__Collected data__.

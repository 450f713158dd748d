//! Request and response data transfer objects

pub mod composite;

pub use composite::PageQuery;
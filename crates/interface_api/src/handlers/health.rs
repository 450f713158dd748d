//! Health check handlers

use axum::Json;
use serde::Serialize;

#[derive(Serialize)]
pub struct HealthResponse {
    pub status: String,
    pub version: String,
}

/// Liveness endpoint; does not touch the downstream services
pub async fn health_check() -> Json<HealthResponse> {
    Json(HealthResponse {
        status: "healthy".to_string(),
        version: env!("CARGO_PKG_VERSION").to_string(),
    })
}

__Instructions to follow__.
Starting at the first line of the records above, please copy every line exactly through the line containing "filename crates/interface_api/src/handlers/health.rs", and stop there.

__Worked solution__.
repository 450f713158dd748d
//! Request and response data transfer objects

pub mod composite;

pub use composite::PageQuery;
filename crates/interface_api/src/handlers/health.rs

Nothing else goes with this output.